* TASK BRIEF
Repeat the records below verbatim.

--- WORKING DATA ---

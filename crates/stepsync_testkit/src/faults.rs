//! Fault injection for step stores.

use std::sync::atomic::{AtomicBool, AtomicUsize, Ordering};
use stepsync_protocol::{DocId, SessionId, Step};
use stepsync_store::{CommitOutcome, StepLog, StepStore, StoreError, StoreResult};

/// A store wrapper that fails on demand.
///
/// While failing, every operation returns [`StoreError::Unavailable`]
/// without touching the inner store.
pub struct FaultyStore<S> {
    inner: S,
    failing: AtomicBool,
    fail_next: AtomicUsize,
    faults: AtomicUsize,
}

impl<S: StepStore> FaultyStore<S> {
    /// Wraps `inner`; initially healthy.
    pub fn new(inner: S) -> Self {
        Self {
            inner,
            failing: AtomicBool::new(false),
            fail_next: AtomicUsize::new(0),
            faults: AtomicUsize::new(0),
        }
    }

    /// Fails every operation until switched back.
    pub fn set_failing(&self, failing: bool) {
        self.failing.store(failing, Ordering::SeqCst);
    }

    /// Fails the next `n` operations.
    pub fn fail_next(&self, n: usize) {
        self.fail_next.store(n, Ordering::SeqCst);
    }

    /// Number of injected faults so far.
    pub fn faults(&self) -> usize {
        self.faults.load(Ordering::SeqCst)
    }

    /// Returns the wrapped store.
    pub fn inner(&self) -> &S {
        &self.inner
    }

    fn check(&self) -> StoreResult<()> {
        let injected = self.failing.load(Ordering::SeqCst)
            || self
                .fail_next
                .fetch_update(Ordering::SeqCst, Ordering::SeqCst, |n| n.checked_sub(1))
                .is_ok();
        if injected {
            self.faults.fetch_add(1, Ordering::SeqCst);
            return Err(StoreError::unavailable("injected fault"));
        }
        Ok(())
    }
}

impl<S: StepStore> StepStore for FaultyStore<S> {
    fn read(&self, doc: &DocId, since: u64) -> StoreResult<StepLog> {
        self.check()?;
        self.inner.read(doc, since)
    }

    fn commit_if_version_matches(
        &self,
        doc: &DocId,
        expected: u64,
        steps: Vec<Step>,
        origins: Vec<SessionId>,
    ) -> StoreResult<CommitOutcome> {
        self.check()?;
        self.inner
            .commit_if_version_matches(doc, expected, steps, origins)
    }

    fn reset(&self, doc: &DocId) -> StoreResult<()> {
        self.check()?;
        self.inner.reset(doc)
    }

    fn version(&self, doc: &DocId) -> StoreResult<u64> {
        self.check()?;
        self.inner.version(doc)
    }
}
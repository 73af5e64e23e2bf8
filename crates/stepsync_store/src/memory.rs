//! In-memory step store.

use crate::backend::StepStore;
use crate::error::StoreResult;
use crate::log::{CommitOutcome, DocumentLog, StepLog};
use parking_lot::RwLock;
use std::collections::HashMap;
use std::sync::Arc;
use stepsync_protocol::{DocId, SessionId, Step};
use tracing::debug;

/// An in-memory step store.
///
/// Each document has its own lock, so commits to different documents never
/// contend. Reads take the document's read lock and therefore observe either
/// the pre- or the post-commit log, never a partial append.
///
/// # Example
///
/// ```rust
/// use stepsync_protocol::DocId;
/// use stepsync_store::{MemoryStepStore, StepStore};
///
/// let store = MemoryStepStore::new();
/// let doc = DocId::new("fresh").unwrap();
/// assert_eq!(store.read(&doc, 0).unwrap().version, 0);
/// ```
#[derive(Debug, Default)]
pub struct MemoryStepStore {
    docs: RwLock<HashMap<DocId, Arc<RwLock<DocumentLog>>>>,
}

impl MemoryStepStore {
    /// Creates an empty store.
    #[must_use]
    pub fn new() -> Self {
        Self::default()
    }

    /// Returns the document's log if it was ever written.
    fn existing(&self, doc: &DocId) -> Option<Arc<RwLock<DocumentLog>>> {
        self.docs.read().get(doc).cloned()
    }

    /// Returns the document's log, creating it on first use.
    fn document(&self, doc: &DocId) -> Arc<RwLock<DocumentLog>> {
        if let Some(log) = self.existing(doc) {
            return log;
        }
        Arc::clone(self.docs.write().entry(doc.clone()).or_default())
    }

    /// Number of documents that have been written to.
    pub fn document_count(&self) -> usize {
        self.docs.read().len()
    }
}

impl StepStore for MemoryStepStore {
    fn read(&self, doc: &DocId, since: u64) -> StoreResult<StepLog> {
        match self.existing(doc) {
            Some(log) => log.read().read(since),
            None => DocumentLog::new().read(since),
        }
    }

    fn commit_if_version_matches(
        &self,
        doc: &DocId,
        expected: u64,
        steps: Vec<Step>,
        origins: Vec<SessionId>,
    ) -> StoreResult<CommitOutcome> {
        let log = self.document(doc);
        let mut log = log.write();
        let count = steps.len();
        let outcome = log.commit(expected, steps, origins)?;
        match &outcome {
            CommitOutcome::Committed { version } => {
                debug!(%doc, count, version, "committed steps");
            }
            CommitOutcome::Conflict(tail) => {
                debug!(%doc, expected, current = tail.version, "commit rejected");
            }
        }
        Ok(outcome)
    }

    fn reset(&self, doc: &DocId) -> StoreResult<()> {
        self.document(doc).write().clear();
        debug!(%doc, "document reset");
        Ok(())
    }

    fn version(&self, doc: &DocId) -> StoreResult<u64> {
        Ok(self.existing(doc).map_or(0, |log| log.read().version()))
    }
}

---

* RESULT
filename crates/stepsync_testkit/src/faults.rs
//! Fault injection for step stores.

use std::sync::atomic::{AtomicBool, AtomicUsize, Ordering};
use stepsync_protocol::{DocId, SessionId, Step};
use stepsync_store::{CommitOutcome, StepLog, StepStore, StoreError, StoreResult};

/// A store wrapper that fails on demand.
///
/// While failing, every operation returns [`StoreError::Unavailable`]
/// without touching the inner store.
pub struct FaultyStore<S> {
    inner: S,
    failing: AtomicBool,
    fail_next: AtomicUsize,
    faults: AtomicUsize,
}

impl<S: StepStore> FaultyStore<S> {
    /// Wraps `inner`; initially healthy.
    pub fn new(inner: S) -> Self {
        Self {
            inner,
            failing: AtomicBool::new(false),
            fail_next: AtomicUsize::new(0),
            faults: AtomicUsize::new(0),
        }
    }

    /// Fails every operation until switched back.
    pub fn set_failing(&self, failing: bool) {
        self.failing.store(failing, Ordering::SeqCst);
    }

    /// Fails the next `n` operations.
    pub fn fail_next(&self, n: usize) {
        self.fail_next.store(n, Ordering::SeqCst);
    }

    /// Number of injected faults so far.
    pub fn faults(&self) -> usize {
        self.faults.load(Ordering::SeqCst)
    }

    /// Returns the wrapped store.
    pub fn inner(&self) -> &S {
        &self.inner
    }

    fn check(&self) -> StoreResult<()> {
        let injected = self.failing.load(Ordering::SeqCst)
            || self
                .fail_next
                .fetch_update(Ordering::SeqCst, Ordering::SeqCst, |n| n.checked_sub(1))
                .is_ok();
        if injected {
            self.faults.fetch_add(1, Ordering::SeqCst);
            return Err(StoreError::unavailable("injected fault"));
        }
        Ok(())
    }
}

impl<S: StepStore> StepStore for FaultyStore<S> {
    fn read(&self, doc: &DocId, since: u64) -> StoreResult<StepLog> {
        self.check()?;
        self.inner.read(doc, since)
    }

    fn commit_if_version_matches(
        &self,
        doc: &DocId,
        expected: u64,
        steps: Vec<Step>,
        origins: Vec<SessionId>,
    ) -> StoreResult<CommitOutcome> {
        self.check()?;
        self.inner
            .commit_if_version_matches(doc, expected, steps, origins)
    }

    fn reset(&self, doc: &DocId) -> StoreResult<()> {
        self.check()?;
        self.inner.reset(doc)
    }

    fn version(&self, doc: &DocId) -> StoreResult<u64> {
        self.check()?;
        self.inner.version(doc)
    }
}
repository 73af5e64e23e2bf8
filename crates/stepsync_store/src/memory.rs
//! In-memory step store.

use crate::backend::StepStore;
use crate::error::StoreResult;
use crate::log::{CommitOutcome, DocumentLog, StepLog};
use parking_lot::RwLock;
use std::collections::HashMap;
use std::sync::Arc;
use stepsync_protocol::{DocId, SessionId, Step};
use tracing::debug;

/// An in-memory step store.
///
/// Each document has its own lock, so commits to different documents never
/// contend. Reads take the document's read lock and therefore observe either
/// the pre- or the post-commit log, never a partial append.
///
/// # Example
///
/// ```rust
/// use stepsync_protocol::DocId;
/// use stepsync_store::{MemoryStepStore, StepStore};
///
/// let store = MemoryStepStore::new();
/// let doc = DocId::new("fresh").unwrap();
/// assert_eq!(store.read(&doc, 0).unwrap().version, 0);
/// ```
#[derive(Debug, Default)]
pub struct MemoryStepStore {
    docs: RwLock<HashMap<DocId, Arc<RwLock<DocumentLog>>>>,
}

impl MemoryStepStore {
    /// Creates an empty store.
    #[must_use]
    pub fn new() -> Self {
        Self::default()
    }

    /// Returns the document's log if it was ever written.
    fn existing(&self, doc: &DocId) -> Option<Arc<RwLock<DocumentLog>>> {
        self.docs.read().get(doc).cloned()
    }

    /// Returns the document's log, creating it on first use.
    fn document(&self, doc: &DocId) -> Arc<RwLock<DocumentLog>> {
        if let Some(log) = self.existing(doc) {
            return log;
        }
        Arc::clone(self.docs.write().entry(doc.clone()).or_default())
    }

    /// Number of documents that have been written to.
    pub fn document_count(&self) -> usize {
        self.docs.read().len()
    }
}

impl StepStore for MemoryStepStore {
    fn read(&self, doc: &DocId, since: u64) -> StoreResult<StepLog> {
        match self.existing(doc) {
            Some(log) => log.read().read(since),
            None => DocumentLog::new().read(since),
        }
    }

    fn commit_if_version_matches(
        &self,
        doc: &DocId,
        expected: u64,
        steps: Vec<Step>,
        origins: Vec<SessionId>,
    ) -> StoreResult<CommitOutcome> {
        let log = self.document(doc);
        let mut log = log.write();
        let count = steps.len();
        let outcome = log.commit(expected, steps, origins)?;
        match &outcome {
            CommitOutcome::Committed { version } => {
                debug!(%doc, count, version, "committed steps");
            }
            CommitOutcome::Conflict(tail) => {
                debug!(%doc, expected, current = tail.version, "commit rejected");
            }
        }
        Ok(outcome)
    }

    fn reset(&self, doc: &DocId) -> StoreResult<()> {
        self.document(doc).write().clear();
        debug!(%doc, "document reset");
        Ok(())
    }

    fn version(&self, doc: &DocId) -> StoreResult<u64> {
        Ok(self.existing(doc).map_or(0, |log| log.read().version()))
    }
}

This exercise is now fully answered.